Absolutely. With a thriller, the prime objective is to keep the audience hooked. One has to get transported to the story and move along with it. With both these genres, they would not only be left curious but also make their assumptions. And eventually, they would be shocked as they fail in predicting. There are multiple characters in this show and each one has its own story. Also, all their interpersonal relationships are multi-layered. There’s a lot of thrill and drama and some really big twists.
It’s been almost two years since OTT has become the source of entertainment for the audience. With theatres now slowly gaining momentum, do you think it will manage to pull cinegoers back?
100 percent, it will never fail. Due to the pandemic, our world got restricted. We were also treated to entertainment via our mobiles and small screen. However, the magic of the big screen experience can never be recreated. I remember when television came to India, people had the same fear but cinema will never end. Every medium has its own importance. Also with OTT, as actors, we are entering someone’s drawing room. But when an audience comes to watch the film in theatres, we are the host. And I think everyone wants to be a guest at some point — respected and treated with the best.

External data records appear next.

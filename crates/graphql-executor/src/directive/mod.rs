//! Directives as data: a registry of immutable specs, each with the locations it may be
//! used at, its arguments, an optional inclusion predicate and an optional resolver wrap.

mod builtin;

use std::sync::Arc;

use async_graphql_value::Name;
use indexmap::IndexMap;

use crate::schema::{ArgumentValues, InputValueDefinition, ResolvedValue, ResolverFuture, Schema};

#[derive(Debug, Clone, Copy, PartialEq, Eq, Hash, strum::Display)]
#[strum(serialize_all = "SCREAMING_SNAKE_CASE")]
pub enum DirectiveLocation {
    Query,
    Mutation,
    Subscription,
    Field,
    FragmentDefinition,
    FragmentSpread,
    InlineFragment,
    VariableDefinition,
}

/// Deferred production of a field value. Calling it runs the resolver.
pub type ValueProducer = Box<dyn FnOnce() -> ResolverFuture + Send>;

/// Decides from the coerced arguments whether the selection is kept. An `Err` is reported
/// as an invalid use of the directive.
pub type IncludePredicate = Arc<dyn Fn(&ArgumentValues, &Schema) -> Result<bool, String> + Send + Sync>;

/// Replaces the producer of a field value with another one, given the parent value and
/// the coerced directive arguments.
pub type WrapHook = Arc<dyn Fn(ValueProducer, &ResolvedValue, &ArgumentValues) -> ValueProducer + Send + Sync>;

pub struct DirectiveSpec {
    name: Name,
    description: Option<String>,
    locations: Vec<DirectiveLocation>,
    arguments: Vec<InputValueDefinition>,
    include: Option<IncludePredicate>,
    wrap: Option<WrapHook>,
}

impl std::fmt::Debug for DirectiveSpec {
    fn fmt(&self, f: &mut std::fmt::Formatter<'_>) -> std::fmt::Result {
        f.debug_struct("DirectiveSpec")
            .field("name", &self.name)
            .field("description", &self.description)
            .field("locations", &self.locations)
            .field("arguments", &self.arguments)
            .field("include", &self.include.is_some())
            .field("wrap", &self.wrap.is_some())
            .finish_non_exhaustive()
    }
}

impl DirectiveSpec {
    pub fn new(name: &str, locations: impl IntoIterator<Item = DirectiveLocation>) -> Self {
        DirectiveSpec {
            name: Name::new(name),
            description: None,
            locations: locations.into_iter().collect(),
            arguments: Vec::new(),
            include: None,
            wrap: None,
        }
    }

    #[must_use]
    pub fn description(mut self, description: impl Into<String>) -> Self {
        self.description = Some(description.into());
        self
    }

    #[must_use]
    pub fn argument(mut self, argument: InputValueDefinition) -> Self {
        self.arguments.push(argument);
        self
    }

    #[must_use]
    pub fn include_if(
        mut self,
        predicate: impl Fn(&ArgumentValues, &Schema) -> Result<bool, String> + Send + Sync + 'static,
    ) -> Self {
        self.include = Some(Arc::new(predicate));
        self
    }

    #[must_use]
    pub fn wrap_resolver(
        mut self,
        hook: impl Fn(ValueProducer, &ResolvedValue, &ArgumentValues) -> ValueProducer + Send + Sync + 'static,
    ) -> Self {
        self.wrap = Some(Arc::new(hook));
        self
    }

    pub fn name(&self) -> &str {
        &self.name
    }

    pub fn arguments(&self) -> &[InputValueDefinition] {
        &self.arguments
    }

    pub(crate) fn arguments_mut(&mut self) -> &mut [InputValueDefinition] {
        &mut self.arguments
    }

    pub fn is_allowed_at(&self, location: DirectiveLocation) -> bool {
        self.locations.contains(&location)
    }

    /// Evaluates the inclusion predicate, a directive without one keeps the selection.
    pub fn includes(&self, arguments: &ArgumentValues, schema: &Schema) -> Result<bool, String> {
        match &self.include {
            Some(predicate) => predicate(arguments, schema),
            None => Ok(true),
        }
    }

    /// Applies the wrap hook, a directive without one returns `producer` unchanged.
    pub fn wrap(&self, producer: ValueProducer, parent: &ResolvedValue, arguments: &ArgumentValues) -> ValueProducer {
        match &self.wrap {
            Some(hook) => hook(producer, parent, arguments),
            None => producer,
        }
    }
}

/// `@skip` and `@include`.
pub(crate) fn builtins() -> [DirectiveSpec; 2] {
    [builtin::skip(), builtin::include()]
}

#[derive(Debug, Clone, Default)]
pub struct DirectiveRegistry(IndexMap<Name, Arc<DirectiveSpec>>);

impl DirectiveRegistry {
    pub(crate) fn register(&mut self, directive: DirectiveSpec) {
        self.0.insert(directive.name.clone(), Arc::new(directive));
    }

    pub fn get(&self, name: &str) -> Option<&Arc<DirectiveSpec>> {
        self.0.get(name)
    }

    pub fn iter(&self) -> impl Iterator<Item = &DirectiveSpec> {
        self.0.values().map(AsRef::as_ref)
    }
}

Coming back to your career, you started with negative roles. Did you fear being stereotyped and how challenging was it to break out from that image?
By staying away from the temptation of appreciation and money. One has to steer away from it to be able to work according to their satisfaction. They also need to have patience. I have always believed that I will work and earn enough to give my family a comfortable life. Cashing in on something will make you earn a lot but you will lose mental peace. Also, I never wanted to be part of the rat race. As far as negative roles are concerned, I always did those with a positive attitude. And that is the reason I have films like Dushman, Sangharsh, Humpty Sharma Ki Dulhaniya, Mulk, Simmba, Sonchiraiya, or more recently Pagglait and Chhatrasal. I may have played grey characters in all of them but each one is so different from the other. I don’t judge characters as negative or positive, I only look at them as performances.
Since you have been part of numerous multi-starrers, how does it feel knowing that you are just a character in some stories. Does an actor’s ego ever come in between?
Even when it’s the biggest machine, the smallest of parts is very important. Even if one part malfunctions, the machine may stop working. Also, I have always considered a film like a woman and all characters are the ornaments that make her look beautiful. Now one piece of jewellery cannot compete with the other as each one has its own role to make her look beautiful. Hence, one has to just honestly play their part and shine in that. An actor’s ego should get hurt if they cannot deliver in the part they have been given not by the length. You got an opportunity, be it big or small and you failed — that should hurt one rather than worrying that someone else has got a bigger part while I am just a character.
You had shared that Aranyak is releasing on your son’s birthday. Tell us about them. Have they shown any interest in acting yet?
Just like our parents did not put pressure on us, similarly, Renuka ji and I have also given them complete independence to find their passion. We both believe that one should make their passion their profession. You should be able to work towards achieving your dreams and happiness. You should own your life and craft. Only then success and failures won’t worry you as you would be working for joy and satisfaction. As for my kids, they do like my performances. They also feel I am quite a mature and skilled actor (smiles).